La réduction de la confiance envers le CIO et les fédérations de certains sports est à placer parmi les conséquences de la commercialisation des Jeux olympiques. Ainsi, après les JO d'hiver de Salt Lake City, les médias russes se sont presque tous mis à accuser les organisations sportives internationales d'être pro-américaines. Même les Russes éloignés du monde sportif pensent souvent que, si les Jeux olympiques se tiennent sur le Vieux continent, ils seront dans l'ensemble honnêtes, et que l'on peut être sûr du contraire s'ils ont lieu en Amérique.

Enfin, la jonction du sport et de la politique se manifeste en ce que le droit d'accueillir les Jeux olympiques est désormais considéré non seulement comme la reconnaissance mondiale des capacités du pays choisi en matière d'organisation et du développement de ses infrastructures, mais aussi comme la confirmation de la justesse de la politique appliquée par ses autorités. Le prestige de Vladimir Poutine s'est certainement accru lorsque la candidature de Sotchi a été retenue pour les JO d'hiver de 2014. D'une part, tout a été fait dans les règles: en effet, la visite éclair du président russe à la réunion du CIO et son brillant discours prononcé en plusieurs langues ont produit une forte impression sur les délégués. D'autre part, il faudrait être bien naïf pour ne pas y déceler une action publicitaire. Ce que, d'ailleurs, personne n'a contesté.

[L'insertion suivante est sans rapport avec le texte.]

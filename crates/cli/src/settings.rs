use std::fs;
use std::io;
use std::path::{Path, PathBuf};

use serde::{Deserialize, Serialize};

use facecam_core::shared::constants::{
    DEFAULT_DEVICE_INDEX, HAAR_MODEL_PATH, LBP_MODEL_PATH, NEURAL_MODEL_PATH,
};

/// Persisted defaults for `facecam`; command-line flags take precedence.
#[derive(Debug, Clone, PartialEq, Serialize, Deserialize)]
#[serde(default)]
pub struct Settings {
    pub device: u32,
    pub capture_backend: String,
    pub detector: String,
    pub neural_backend: String,
    pub haar_model: PathBuf,
    pub lbp_model: PathBuf,
    pub neural_model: PathBuf,
    pub font: Option<PathBuf>,
    pub grayscale: bool,
}

impl Default for Settings {
    fn default() -> Self {
        Self {
            device: DEFAULT_DEVICE_INDEX,
            capture_backend: "any".to_string(),
            detector: "none".to_string(),
            neural_backend: "onnx".to_string(),
            haar_model: PathBuf::from(HAAR_MODEL_PATH),
            lbp_model: PathBuf::from(LBP_MODEL_PATH),
            neural_model: PathBuf::from(NEURAL_MODEL_PATH),
            font: None,
            grayscale: false,
        }
    }
}

impl Settings {
    pub fn config_path() -> Option<PathBuf> {
        dirs::config_dir().map(|d| d.join("facecam").join("settings.json"))
    }

    /// Reads the user's settings file, falling back to defaults when it is
    /// missing or unreadable.
    pub fn load() -> Self {
        Self::config_path()
            .map(|path| Self::load_from(&path))
            .unwrap_or_default()
    }

    pub fn load_from(path: &Path) -> Self {
        let Ok(json) = fs::read_to_string(path) else {
            return Self::default();
        };
        serde_json::from_str(&json).unwrap_or_else(|e| {
            log::warn!("Ignoring malformed settings {}: {e}", path.display());
            Self::default()
        })
    }

    pub fn save(&self) -> io::Result<PathBuf> {
        let path = Self::config_path()
            .ok_or_else(|| io::Error::new(io::ErrorKind::NotFound, "no config directory"))?;
        self.save_to(&path)?;
        Ok(path)
    }

    pub fn save_to(&self, path: &Path) -> io::Result<()> {
        if let Some(parent) = path.parent() {
            fs::create_dir_all(parent)?;
        }
        let json = serde_json::to_string_pretty(self)?;
        fs::write(path, json)
    }
}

Il s'avère que chaque nouvelle édition, ou presque, des Jeux olympiques "contribue" un peu plus à la politisation des JO en tant que tels. Les JO de Pékin apporteront-ils leur pierre à ce phénomène? Malheureusement, il est fort probable que oui.

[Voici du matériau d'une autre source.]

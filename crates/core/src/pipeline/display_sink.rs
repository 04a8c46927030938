use crossbeam_channel::{Sender, TrySendError};

use crate::shared::frame::Frame;

/// Receives the frame produced by each acquisition tick.
///
/// Called on the acquisition worker thread; implementations hand the frame
/// off rather than render in place.
pub trait DisplaySink: Send {
    fn present(&mut self, frame: Frame);
}

/// Forwards frames over a bounded channel, dropping a frame when the
/// consumer has not taken the previous ones yet.
pub struct ChannelDisplay {
    tx: Sender<Frame>,
    dropped: usize,
    disconnected: bool,
}

impl ChannelDisplay {
    pub fn new(tx: Sender<Frame>) -> Self {
        Self {
            tx,
            dropped: 0,
            disconnected: false,
        }
    }

    /// Frames discarded because the channel was full.
    pub fn dropped(&self) -> usize {
        self.dropped
    }
}

impl DisplaySink for ChannelDisplay {
    fn present(&mut self, frame: Frame) {
        match self.tx.try_send(frame) {
            Ok(()) => {}
            Err(TrySendError::Full(frame)) => {
                self.dropped += 1;
                log::debug!("Display busy, dropped frame {}", frame.index());
            }
            Err(TrySendError::Disconnected(_)) => {
                if !self.disconnected {
                    self.disconnected = true;
                    log::warn!("Display receiver closed; frames are discarded");
                }
            }
        }
    }
}

/// Adapts a closure into a sink.
pub struct FnDisplay<F>(pub F);

impl<F> DisplaySink for FnDisplay<F>
where
    F: FnMut(Frame) + Send,
{
    fn present(&mut self, frame: Frame) {
        (self.0)(frame)
    }
}

#[cfg(test)]
mod tests {
    use super::*;

    fn frame(index: usize) -> Frame {
        Frame::new(vec![0; 3], 1, 1, 3, index)
    }

    #[test]
    fn test_channel_display_forwards_frames() {
        let (tx, rx) = crossbeam_channel::bounded(2);
        let mut display = ChannelDisplay::new(tx);
        display.present(frame(0));
        display.present(frame(1));
        let indices: Vec<_> = rx.try_iter().map(|f| f.index()).collect();
        assert_eq!(indices, vec![0, 1]);
        assert_eq!(display.dropped(), 0);
    }

    #[test]
    fn test_channel_display_drops_when_full() {
        let (tx, rx) = crossbeam_channel::bounded(1);
        let mut display = ChannelDisplay::new(tx);
        display.present(frame(0));
        display.present(frame(1));
        assert_eq!(display.dropped(), 1);
        assert_eq!(rx.try_recv().unwrap().index(), 0);
    }

    #[test]
    fn test_channel_display_survives_disconnect() {
        let (tx, rx) = crossbeam_channel::bounded(1);
        drop(rx);
        let mut display = ChannelDisplay::new(tx);
        display.present(frame(0));
        display.present(frame(1));
        assert!(display.disconnected);
        assert_eq!(display.dropped(), 0);
    }

    #[test]
    fn test_fn_display_invokes_closure() {
        let mut seen = Vec::new();
        {
            let mut display = FnDisplay(|f: Frame| seen.push(f.index()));
            display.present(frame(7));
        }
        assert_eq!(seen, vec![7]);
    }
}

Le fait est que le problème du statut du Tibet n'est pas seulement ethnique et politique, mais également religieux. Jusque-là, les Jeux olympiques avaient au moins été épargnés par les passions religieuses. Même les membres de l'organisation "Septembre noir" qui avaient tiré sur les sportifs israéliens à Munich (1972) n'étaient pas des fanatiques religieux, mais des terroristes "laïques". A présent, on assiste à l'apparition d'un dangereux précédent, même si le bouddhisme et le lamaïsme ont acquis, depuis des siècles, l'image d'une doctrine absolument inoffensive et pacifique.

D'ailleurs, la composante religieuse devait faire partie, tôt ou tard, de la politique tournant autour du sport. Peut-on arrêter ou ralentir ce processus? On voudrait, bien entendu, faire preuve d'optimisme, mais cela paraît impossible.

Les opinions exprimées dans cet article sont laissées à la stricte responsabilité de l'auteur.